(GIVEN ENTRIES begins)
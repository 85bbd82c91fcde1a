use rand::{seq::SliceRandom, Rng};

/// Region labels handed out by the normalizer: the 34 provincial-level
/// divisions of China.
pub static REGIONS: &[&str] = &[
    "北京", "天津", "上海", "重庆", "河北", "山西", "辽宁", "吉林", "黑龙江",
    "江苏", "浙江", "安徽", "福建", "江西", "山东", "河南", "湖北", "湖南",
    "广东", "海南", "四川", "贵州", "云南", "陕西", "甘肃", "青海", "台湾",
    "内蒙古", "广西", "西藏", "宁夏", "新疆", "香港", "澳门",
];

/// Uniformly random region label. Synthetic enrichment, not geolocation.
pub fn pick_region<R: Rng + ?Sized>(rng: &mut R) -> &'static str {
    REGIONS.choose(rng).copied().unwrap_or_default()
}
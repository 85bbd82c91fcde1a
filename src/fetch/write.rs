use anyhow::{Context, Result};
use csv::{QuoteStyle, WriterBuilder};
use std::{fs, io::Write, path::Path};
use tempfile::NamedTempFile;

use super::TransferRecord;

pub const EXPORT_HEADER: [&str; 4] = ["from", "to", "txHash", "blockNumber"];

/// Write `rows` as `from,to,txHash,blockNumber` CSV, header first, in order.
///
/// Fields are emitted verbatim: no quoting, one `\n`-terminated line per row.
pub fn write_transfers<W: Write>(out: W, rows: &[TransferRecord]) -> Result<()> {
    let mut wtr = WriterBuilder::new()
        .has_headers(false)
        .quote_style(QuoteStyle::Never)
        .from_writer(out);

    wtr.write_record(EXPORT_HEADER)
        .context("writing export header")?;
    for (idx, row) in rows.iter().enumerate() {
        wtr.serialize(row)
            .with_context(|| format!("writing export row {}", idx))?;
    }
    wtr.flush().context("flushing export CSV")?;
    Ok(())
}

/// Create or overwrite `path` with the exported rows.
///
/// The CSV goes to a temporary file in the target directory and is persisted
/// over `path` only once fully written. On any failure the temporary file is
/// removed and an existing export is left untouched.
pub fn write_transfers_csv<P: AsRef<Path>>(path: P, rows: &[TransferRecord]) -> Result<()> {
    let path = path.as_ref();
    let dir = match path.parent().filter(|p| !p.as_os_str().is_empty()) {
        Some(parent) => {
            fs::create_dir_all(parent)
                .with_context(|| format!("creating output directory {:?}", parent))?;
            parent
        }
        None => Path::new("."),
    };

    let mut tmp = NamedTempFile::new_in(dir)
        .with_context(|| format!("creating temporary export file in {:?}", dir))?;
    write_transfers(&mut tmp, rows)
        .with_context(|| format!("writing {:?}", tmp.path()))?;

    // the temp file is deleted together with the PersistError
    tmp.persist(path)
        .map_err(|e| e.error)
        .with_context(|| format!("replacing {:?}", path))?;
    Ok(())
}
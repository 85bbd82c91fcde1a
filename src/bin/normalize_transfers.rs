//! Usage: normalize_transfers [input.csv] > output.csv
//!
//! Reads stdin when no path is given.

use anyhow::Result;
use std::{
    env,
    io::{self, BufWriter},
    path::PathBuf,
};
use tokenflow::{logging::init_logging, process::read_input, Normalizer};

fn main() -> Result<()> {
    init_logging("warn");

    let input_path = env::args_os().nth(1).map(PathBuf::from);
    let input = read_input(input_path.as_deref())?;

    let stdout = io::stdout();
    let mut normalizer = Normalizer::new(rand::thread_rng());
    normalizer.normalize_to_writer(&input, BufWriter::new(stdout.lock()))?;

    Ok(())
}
(GIVEN ENTRIES ends)
WHAT THE TASK ASKS - Each entry above needs to be retyped exactly.

PROBLEM SOLUTION -
repository 85bbd82c91fcde1a
use rand::{seq::SliceRandom, Rng};

/// Region labels handed out by the normalizer: the 34 provincial-level
/// divisions of China.
pub static REGIONS: &[&str] = &[
    "北京", "天津", "上海", "重庆", "河北", "山西", "辽宁", "吉林", "黑龙江",
    "江苏", "浙江", "安徽", "福建", "江西", "山东", "河南", "湖北", "湖南",
    "广东", "海南", "四川", "贵州", "云南", "陕西", "甘肃", "青海", "台湾",
    "内蒙古", "广西", "西藏", "宁夏", "新疆", "香港", "澳门",
];

/// Uniformly random region label. Synthetic enrichment, not geolocation.
pub fn pick_region<R: Rng + ?Sized>(rng: &mut R) -> &'static str {
    REGIONS.choose(rng).copied().unwrap_or_default()
}
repository 85bbd82c91fcde1a
filename src/fetch/write.rs
use anyhow::{Context, Result};
use csv::{QuoteStyle, WriterBuilder};
use std::{fs, io::Write, path::Path};
use tempfile::NamedTempFile;

use super::TransferRecord;

pub const EXPORT_HEADER: [&str; 4] = ["from", "to", "txHash", "blockNumber"];

/// Write `rows` as `from,to,txHash,blockNumber` CSV, header first, in order.
///
/// Fields are emitted verbatim: no quoting, one `\n`-terminated line per row.
pub fn write_transfers<W: Write>(out: W, rows: &[TransferRecord]) -> Result<()> {
    let mut wtr = WriterBuilder::new()
        .has_headers(false)
        .quote_style(QuoteStyle::Never)
        .from_writer(out);

    wtr.write_record(EXPORT_HEADER)
        .context("writing export header")?;
    for (idx, row) in rows.iter().enumerate() {
        wtr.serialize(row)
            .with_context(|| format!("writing export row {}", idx))?;
    }
    wtr.flush().context("flushing export CSV")?;
    Ok(())
}

/// Create or overwrite `path` with the exported rows.
///
/// The CSV goes to a temporary file in the target directory and is persisted
/// over `path` only once fully written. On any failure the temporary file is
/// removed and an existing export is left untouched.
pub fn write_transfers_csv<P: AsRef<Path>>(path: P, rows: &[TransferRecord]) -> Result<()> {
    let path = path.as_ref();
    let dir = match path.parent().filter(|p| !p.as_os_str().is_empty()) {
        Some(parent) => {
            fs::create_dir_all(parent)
                .with_context(|| format!("creating output directory {:?}", parent))?;
            parent
        }
        None => Path::new("."),
    };

    let mut tmp = NamedTempFile::new_in(dir)
        .with_context(|| format!("creating temporary export file in {:?}", dir))?;
    write_transfers(&mut tmp, rows)
        .with_context(|| format!("writing {:?}", tmp.path()))?;

    // the temp file is deleted together with the PersistError
    tmp.persist(path)
        .map_err(|e| e.error)
        .with_context(|| format!("replacing {:?}", path))?;
    Ok(())
}
repository 85bbd82c91fcde1a
filename src/bin/normalize_transfers.rs
//! Usage: normalize_transfers [input.csv] > output.csv
//!
//! Reads stdin when no path is given.

use anyhow::Result;
use std::{
    env,
    io::{self, BufWriter},
    path::PathBuf,
};
use tokenflow::{logging::init_logging, process::read_input, Normalizer};

fn main() -> Result<()> {
    init_logging("warn");

    let input_path = env::args_os().nth(1).map(PathBuf::from);
    let input = read_input(input_path.as_deref())?;

    let stdout = io::stdout();
    let mut normalizer = Normalizer::new(rand::thread_rng());
    normalizer.normalize_to_writer(&input, BufWriter::new(stdout.lock()))?;

    Ok(())
}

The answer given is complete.